DATA IN THIS EXERCISE: Begin

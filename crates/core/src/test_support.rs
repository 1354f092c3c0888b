//! Shared fixture for unit tests: an in-memory database with one department, ward, patient and
//! one user per clinical role.

use crate::cache::CacheService;
use crate::db::{now, Database};
use crate::models::{EncounterType, User, UserRole};
use crate::repositories::appointments::{insert_appointment, NewAppointment};
use crate::repositories::encounters::insert_encounter;
use crate::repositories::master_data::{
    insert_bed, insert_department, insert_drug, insert_lab_test, insert_ward, NewDrug,
};
use crate::repositories::patients::{insert_patient, NewPatient};
use crate::repositories::users::{get_user, insert_user};
use hms_types::NonEmptyText;
use std::time::Duration;

pub(crate) struct Fixture {
    pub db: Database,
    pub department_id: i64,
    pub ward_id: i64,
    pub patient_id: i64,
    pub admin_id: i64,
    pub doctor_id: i64,
    pub nurse_id: i64,
    pub cashier_id: i64,
}

impl Fixture {
    pub fn new() -> Self {
        let db = Database::open_in_memory().expect("in-memory database");
        let ids = db
            .with_conn(|c| {
                let department_id = insert_department(c, "General Medicine", "GEN")?;
                let ward_id = insert_ward(c, "Ward A", Some(department_id))?;
                let patient_id = insert_patient(
                    c,
                    &NewPatient {
                        mrn: None,
                        first_name: NonEmptyText::new("Ada")?,
                        last_name: NonEmptyText::new("Obi")?,
                        birth_date: None,
                        gender: None,
                        phone: None,
                    },
                )?;
                let admin = insert_user(c, "Admin", "admin@example.org", UserRole::Admin)?.0;
                let doctor = insert_user(c, "Dr House", "house@example.org", UserRole::Doctor)?.0;
                let nurse = insert_user(c, "Nurse Joy", "joy@example.org", UserRole::Nurse)?.0;
                let cashier = insert_user(c, "Cash Desk", "cash@example.org", UserRole::Cashier)?.0;
                Ok((department_id, ward_id, patient_id, admin.id, doctor.id, nurse.id, cashier.id))
            })
            .expect("fixture data");
        Self {
            db,
            department_id: ids.0,
            ward_id: ids.1,
            patient_id: ids.2,
            admin_id: ids.3,
            doctor_id: ids.4,
            nurse_id: ids.5,
            cashier_id: ids.6,
        }
    }

    pub fn cache(&self) -> CacheService {
        CacheService::new(self.db.clone(), Duration::from_secs(3600))
    }

    fn user(&self, id: i64) -> User {
        self.db.with_conn(|c| get_user(c, id)).expect("fixture user")
    }

    pub fn admin(&self) -> User {
        self.user(self.admin_id)
    }

    pub fn doctor(&self) -> User {
        self.user(self.doctor_id)
    }

    pub fn nurse(&self) -> User {
        self.user(self.nurse_id)
    }

    pub fn cashier(&self) -> User {
        self.user(self.cashier_id)
    }

    pub fn add_user(&self, name: &str, email: &str, role: UserRole) -> User {
        self.db
            .with_conn(|c| insert_user(c, name, email, role))
            .expect("fixture extra user")
            .0
    }

    fn encounter(&self, encounter_type: EncounterType) -> i64 {
        self.db
            .with_conn(|c| {
                insert_encounter(c, self.patient_id, encounter_type, Some(self.department_id), now())
            })
            .expect("fixture encounter")
    }

    pub fn ipd_encounter(&self) -> i64 {
        self.encounter(EncounterType::Ipd)
    }

    pub fn opd_encounter(&self) -> i64 {
        self.encounter(EncounterType::Opd)
    }

    /// Books an appointment for the fixture patient and returns its (encounter) id.
    pub fn appointment(&self) -> i64 {
        self.db
            .with_conn(|c| {
                insert_appointment(
                    c,
                    &NewAppointment {
                        patient_id: self.patient_id,
                        physician_id: self.doctor_id,
                        department_id: self.department_id,
                        scheduled_at: now(),
                        notes: None,
                    },
                )
            })
            .expect("fixture appointment")
    }

    pub fn bed(&self, number: &str) -> i64 {
        self.db
            .with_conn(|c| insert_bed(c, self.ward_id, number))
            .expect("fixture bed")
    }

    pub fn lab_test(&self, name: &str, code: &str) -> i64 {
        self.db
            .with_conn(|c| insert_lab_test(c, name, code, 1_000))
            .expect("fixture lab test")
    }

    pub fn drug(&self, name: &str, stock_quantity: i64) -> i64 {
        self.db
            .with_conn(|c| {
                insert_drug(
                    c,
                    &NewDrug {
                        name,
                        stock_quantity,
                        unit_price_cents: 50,
                        ..Default::default()
                    },
                )
            })
            .expect("fixture drug")
    }
}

DATA IN THIS EXERCISE: End

* EXERCISE
Set the data down again in full. Keep it exact.

* WRITTEN ANSWER
filename crates/core/src/test_support.rs
repository 1354f092c3c0888b
//! Shared fixture for unit tests: an in-memory database with one department, ward, patient and
//! one user per clinical role.

use crate::cache::CacheService;
use crate::db::{now, Database};
use crate::models::{EncounterType, User, UserRole};
use crate::repositories::appointments::{insert_appointment, NewAppointment};
use crate::repositories::encounters::insert_encounter;
use crate::repositories::master_data::{
    insert_bed, insert_department, insert_drug, insert_lab_test, insert_ward, NewDrug,
};
use crate::repositories::patients::{insert_patient, NewPatient};
use crate::repositories::users::{get_user, insert_user};
use hms_types::NonEmptyText;
use std::time::Duration;

pub(crate) struct Fixture {
    pub db: Database,
    pub department_id: i64,
    pub ward_id: i64,
    pub patient_id: i64,
    pub admin_id: i64,
    pub doctor_id: i64,
    pub nurse_id: i64,
    pub cashier_id: i64,
}

impl Fixture {
    pub fn new() -> Self {
        let db = Database::open_in_memory().expect("in-memory database");
        let ids = db
            .with_conn(|c| {
                let department_id = insert_department(c, "General Medicine", "GEN")?;
                let ward_id = insert_ward(c, "Ward A", Some(department_id))?;
                let patient_id = insert_patient(
                    c,
                    &NewPatient {
                        mrn: None,
                        first_name: NonEmptyText::new("Ada")?,
                        last_name: NonEmptyText::new("Obi")?,
                        birth_date: None,
                        gender: None,
                        phone: None,
                    },
                )?;
                let admin = insert_user(c, "Admin", "admin@example.org", UserRole::Admin)?.0;
                let doctor = insert_user(c, "Dr House", "house@example.org", UserRole::Doctor)?.0;
                let nurse = insert_user(c, "Nurse Joy", "joy@example.org", UserRole::Nurse)?.0;
                let cashier = insert_user(c, "Cash Desk", "cash@example.org", UserRole::Cashier)?.0;
                Ok((department_id, ward_id, patient_id, admin.id, doctor.id, nurse.id, cashier.id))
            })
            .expect("fixture data");
        Self {
            db,
            department_id: ids.0,
            ward_id: ids.1,
            patient_id: ids.2,
            admin_id: ids.3,
            doctor_id: ids.4,
            nurse_id: ids.5,
            cashier_id: ids.6,
        }
    }

    pub fn cache(&self) -> CacheService {
        CacheService::new(self.db.clone(), Duration::from_secs(3600))
    }

    fn user(&self, id: i64) -> User {
        self.db.with_conn(|c| get_user(c, id)).expect("fixture user")
    }

    pub fn admin(&self) -> User {
        self.user(self.admin_id)
    }

    pub fn doctor(&self) -> User {
        self.user(self.doctor_id)
    }

    pub fn nurse(&self) -> User {
        self.user(self.nurse_id)
    }

    pub fn cashier(&self) -> User {
        self.user(self.cashier_id)
    }

    pub fn add_user(&self, name: &str, email: &str, role: UserRole) -> User {
        self.db
            .with_conn(|c| insert_user(c, name, email, role))
            .expect("fixture extra user")
            .0
    }

    fn encounter(&self, encounter_type: EncounterType) -> i64 {
        self.db
            .with_conn(|c| {
                insert_encounter(c, self.patient_id, encounter_type, Some(self.department_id), now())
            })
            .expect("fixture encounter")
    }

    pub fn ipd_encounter(&self) -> i64 {
        self.encounter(EncounterType::Ipd)
    }

    pub fn opd_encounter(&self) -> i64 {
        self.encounter(EncounterType::Opd)
    }

    /// Books an appointment for the fixture patient and returns its (encounter) id.
    pub fn appointment(&self) -> i64 {
        self.db
            .with_conn(|c| {
                insert_appointment(
                    c,
                    &NewAppointment {
                        patient_id: self.patient_id,
                        physician_id: self.doctor_id,
                        department_id: self.department_id,
                        scheduled_at: now(),
                        notes: None,
                    },
                )
            })
            .expect("fixture appointment")
    }

    pub fn bed(&self, number: &str) -> i64 {
        self.db
            .with_conn(|c| insert_bed(c, self.ward_id, number))
            .expect("fixture bed")
    }

    pub fn lab_test(&self, name: &str, code: &str) -> i64 {
        self.db
            .with_conn(|c| insert_lab_test(c, name, code, 1_000))
            .expect("fixture lab test")
    }

    pub fn drug(&self, name: &str, stock_quantity: i64) -> i64 {
        self.db
            .with_conn(|c| {
                insert_drug(
                    c,
                    &NewDrug {
                        name,
                        stock_quantity,
                        unit_price_cents: 50,
                        ..Default::default()
                    },
                )
            })
            .expect("fixture drug")
    }
}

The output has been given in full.